Say some rich guy (or Government) bought 10 or 15 of these. I bet they would be able to achieve a 51% attack.
10 to 15 of these would not even be logistically possible without a whole base dedicated to the running of them. That said do you even know what you can do with a 51% attack?

Quote
An attacker that controls more than 50% of the network's computing power can, for the time that he is in control, exclude and modify the ordering of transactions. This allows him to:

    Reverse transactions that he sends while he's in control.
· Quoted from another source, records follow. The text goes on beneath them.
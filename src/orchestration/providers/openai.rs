// OpenAI-compatible image and audio endpoints
//
// `OpenAiAudio` is also pointed at a local OpenAI-compatible audio server,
// in which case no API key is sent.

use super::{ImageParams, ImageProvider, SpeechRecognizer, SpeechSynthesizer, Voice};
use crate::orchestration::error::ProviderError;
use async_trait::async_trait;
use base64::Engine;
use base64::engine::general_purpose::STANDARD as BASE64;
use serde::{Deserialize, Serialize};
use std::time::Duration;

pub const DEFAULT_BASE_URL: &str = "https://api.openai.com/v1";

/// Voices offered by the OpenAI speech endpoint
pub fn default_voices() -> Vec<Voice> {
    ["alloy", "echo", "fable", "onyx", "nova", "shimmer"]
        .into_iter()
        .map(|id| {
            let mut name = id.to_string();
            name[..1].make_ascii_uppercase();
            Voice::new(id, name)
        })
        .collect()
}

fn build_client(timeout: Duration) -> Result<reqwest::Client, ProviderError> {
    Ok(reqwest::Client::builder().timeout(timeout).build()?)
}

async fn check_status(response: reqwest::Response) -> Result<reqwest::Response, ProviderError> {
    let status = response.status();
    if status.is_success() {
        return Ok(response);
    }
    let body = response.text().await.unwrap_or_default();
    Err(ProviderError::from_status(status.as_u16(), body))
}

/// Image generation through `/images/generations`
#[derive(Clone)]
pub struct OpenAiImages {
    client: reqwest::Client,
    base_url: String,
    api_key: String,
    size: String,
}

impl OpenAiImages {
    pub fn new(api_key: impl Into<String>) -> Self {
        Self {
            client: reqwest::Client::new(),
            base_url: DEFAULT_BASE_URL.to_string(),
            api_key: api_key.into(),
            size: "1024x1024".to_string(),
        }
    }

    pub fn with_base_url(mut self, base_url: impl Into<String>) -> Self {
        self.base_url = base_url.into().trim_end_matches('/').to_string();
        self
    }

    /// Output size as the API spells it, e.g. `1024x1024`
    pub fn with_size(mut self, size: impl Into<String>) -> Self {
        self.size = size.into();
        self
    }

    pub fn with_timeout(mut self, timeout: Duration) -> Result<Self, ProviderError> {
        self.client = build_client(timeout)?;
        Ok(self)
    }
}

#[derive(Debug, Serialize)]
struct ImageRequest<'a> {
    model: &'a str,
    prompt: &'a str,
    n: u8,
    size: &'a str,
    response_format: &'static str,
}

#[derive(Debug, Deserialize)]
struct ImageResponse {
    #[serde(default)]
    data: Vec<ImageData>,
}

#[derive(Debug, Deserialize)]
struct ImageData {
    #[serde(default)]
    b64_json: Option<String>,
}

#[async_trait]
impl ImageProvider for OpenAiImages {
    // Hosted models pick their own sampler; only the prompt and size apply.
    async fn image(&self, backing: &str, prompt: &str, _params: &ImageParams) -> Result<Vec<u8>, ProviderError> {
        let request = ImageRequest {
            model: backing,
            prompt,
            n: 1,
            size: &self.size,
            response_format: "b64_json",
        };

        let response = self
            .client
            .post(format!("{}/images/generations", self.base_url))
            .bearer_auth(&self.api_key)
            .json(&request)
            .send()
            .await?;
        let body: ImageResponse = check_status(response).await?.json().await?;

        let encoded = body
            .data
            .into_iter()
            .find_map(|d| d.b64_json)
            .ok_or_else(|| ProviderError::Malformed(format!("{} returned no image data", backing)))?;
        BASE64
            .decode(encoded.as_bytes())
            .map_err(|e| ProviderError::Malformed(format!("Invalid base64 image: {}", e)))
    }
}

/// Speech synthesis and transcription through `/audio/*`
#[derive(Clone)]
pub struct OpenAiAudio {
    client: reqwest::Client,
    base_url: String,
    api_key: Option<String>,
    voices: Vec<Voice>,
}

impl OpenAiAudio {
    /// Hosted OpenAI audio
    pub fn new(api_key: impl Into<String>) -> Self {
        Self {
            client: reqwest::Client::new(),
            base_url: DEFAULT_BASE_URL.to_string(),
            api_key: Some(api_key.into()),
            voices: default_voices(),
        }
    }

    /// A self-hosted server speaking the same API, without credentials
    pub fn local(base_url: impl Into<String>) -> Self {
        Self {
            client: reqwest::Client::new(),
            base_url: base_url.into().trim_end_matches('/').to_string(),
            api_key: None,
            voices: default_voices(),
        }
    }

    pub fn with_base_url(mut self, base_url: impl Into<String>) -> Self {
        self.base_url = base_url.into().trim_end_matches('/').to_string();
        self
    }

    pub fn with_voices(mut self, voices: Vec<Voice>) -> Self {
        if !voices.is_empty() {
            self.voices = voices;
        }
        self
    }

    pub fn with_timeout(mut self, timeout: Duration) -> Result<Self, ProviderError> {
        self.client = build_client(timeout)?;
        Ok(self)
    }

    fn post(&self, endpoint: &str) -> reqwest::RequestBuilder {
        let request = self.client.post(format!("{}{}", self.base_url, endpoint));
        match &self.api_key {
            Some(key) => request.bearer_auth(key),
            None => request,
        }
    }
}

#[derive(Debug, Serialize)]
struct SpeechRequest<'a> {
    model: &'a str,
    input: &'a str,
    voice: &'a str,
    response_format: &'static str,
}

#[derive(Debug, Deserialize)]
struct TranscriptionResponse {
    text: String,
}

#[async_trait]
impl SpeechSynthesizer for OpenAiAudio {
    // The speech endpoint infers language from the input text.
    async fn speak(
        &self,
        backing: &str,
        text: &str,
        voice: Option<&str>,
        _language: Option<&str>,
    ) -> Result<Vec<u8>, ProviderError> {
        let voice = voice
            .or_else(|| self.voices.first().map(|v| v.id.as_str()))
            .unwrap_or("alloy");
        let request = SpeechRequest {
            model: backing,
            input: text,
            voice,
            response_format: "mp3",
        };

        let response = self.post("/audio/speech").json(&request).send().await?;
        let bytes = check_status(response).await?.bytes().await?;
        if bytes.is_empty() {
            return Err(ProviderError::Malformed(format!("{} returned empty audio", backing)));
        }
        Ok(bytes.to_vec())
    }

    fn voices(&self) -> Vec<Voice> {
        self.voices.clone()
    }
}

#[async_trait]
impl SpeechRecognizer for OpenAiAudio {
    async fn transcribe(&self, backing: &str, audio: &[u8], language: Option<&str>) -> Result<String, ProviderError> {
        let file = reqwest::multipart::Part::bytes(audio.to_vec())
            .file_name("audio.webm")
            .mime_str("audio/webm")?;
        let mut form = reqwest::multipart::Form::new()
            .part("file", file)
            .text("model", backing.to_string());
        if let Some(language) = language {
            form = form.text("language", language.to_string());
        }

        let response = self.post("/audio/transcriptions").multipart(form).send().await?;
        let body: TranscriptionResponse = check_status(response).await?.json().await?;
        Ok(body.text.trim().to_string())
    }
}

#[cfg(test)]
mod tests {
    use super::*;
    use wiremock::matchers::{body_partial_json, body_string_contains, header, method, path};
    use wiremock::{Mock, MockServer, ResponseTemplate};

    #[test]
    fn test_default_voices_are_capitalized() {
        let voices = default_voices();
        assert_eq!(voices.len(), 6);
        assert_eq!(voices[0], Voice::new("alloy", "Alloy"));
    }

    #[tokio::test]
    async fn test_image_decodes_base64_payload() {
        let server = MockServer::start().await;
        Mock::given(method("POST"))
            .and(path("/images/generations"))
            .and(header("authorization", "Bearer sk-img"))
            .and(body_partial_json(serde_json::json!({
                "model": "dall-e-3",
                "prompt": "a misty harbor",
                "n": 1,
                "size": "1024x1024",
                "response_format": "b64_json"
            })))
            .respond_with(ResponseTemplate::new(200).set_body_json(serde_json::json!({
                "data": [{"b64_json": BASE64.encode(b"\x89PNG image")}]
            })))
            .expect(1)
            .mount(&server)
            .await;

        let images = OpenAiImages::new("sk-img").with_base_url(server.uri());
        let png = images
            .image("dall-e-3", "a misty harbor", &ImageParams::default())
            .await
            .unwrap();
        assert_eq!(png, b"\x89PNG image");
    }

    #[tokio::test]
    async fn test_image_policy_rejection_is_invalid_request() {
        let server = MockServer::start().await;
        Mock::given(method("POST"))
            .and(path("/images/generations"))
            .respond_with(ResponseTemplate::new(400).set_body_string("content_policy_violation"))
            .mount(&server)
            .await;

        let images = OpenAiImages::new("k").with_base_url(server.uri());
        let err = images
            .image("dall-e-3", "x", &ImageParams::default())
            .await
            .unwrap_err();
        assert!(matches!(err, ProviderError::InvalidRequest(msg) if msg.contains("content_policy")));
    }

    #[tokio::test]
    async fn test_speak_returns_audio_bytes() {
        let server = MockServer::start().await;
        Mock::given(method("POST"))
            .and(path("/audio/speech"))
            .and(body_partial_json(serde_json::json!({
                "model": "tts-1",
                "input": "Welcome, traveller",
                "voice": "nova"
            })))
            .respond_with(ResponseTemplate::new(200).set_body_bytes(b"ID3audio".to_vec()))
            .expect(1)
            .mount(&server)
            .await;

        let audio = OpenAiAudio::new("k").with_base_url(server.uri());
        let bytes = audio
            .speak("tts-1", "Welcome, traveller", Some("nova"), None)
            .await
            .unwrap();
        assert_eq!(bytes, b"ID3audio");
    }

    #[tokio::test]
    async fn test_transcribe_posts_multipart_to_local_server() {
        let server = MockServer::start().await;
        Mock::given(method("POST"))
            .and(path("/audio/transcriptions"))
            .and(body_string_contains("whisper-1"))
            .and(body_string_contains("audio.webm"))
            .respond_with(ResponseTemplate::new(200).set_body_json(serde_json::json!({
                "text": " I search the chest. "
            })))
            .expect(1)
            .mount(&server)
            .await;

        let audio = OpenAiAudio::local(server.uri());
        let text = audio
            .transcribe("whisper-1", b"webm bytes", Some("en"))
            .await
            .unwrap();
        assert_eq!(text, "I search the chest.");
    }
}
This has the potential to double-spend transactions that previously had already been seen in the block chain.
    Prevent some or all transactions from gaining any confirmations
    Prevent some or all other miners from mining any valid blocks

The attacker can't:

    Reverse other people's transactions
    Prevent transactions from being sent at all (they'll show as 0/unconfirmed)
    Change the number of coins generated per block
    Create coins out of thin air
    Send coins that never belonged to him

Whoopdedo~ Fire the champagne. He can double spend some bitcoins and make a mess of confirmation and mining. Most if not all can be repaired once he lose his power anyway.
That would be if 10-15 of them would actually make a ripple in the system. My guess is not. Dont get me wrong it would be a fine mining rig but absolutely not 50% since its CPUs we are talking about here and not GPUs.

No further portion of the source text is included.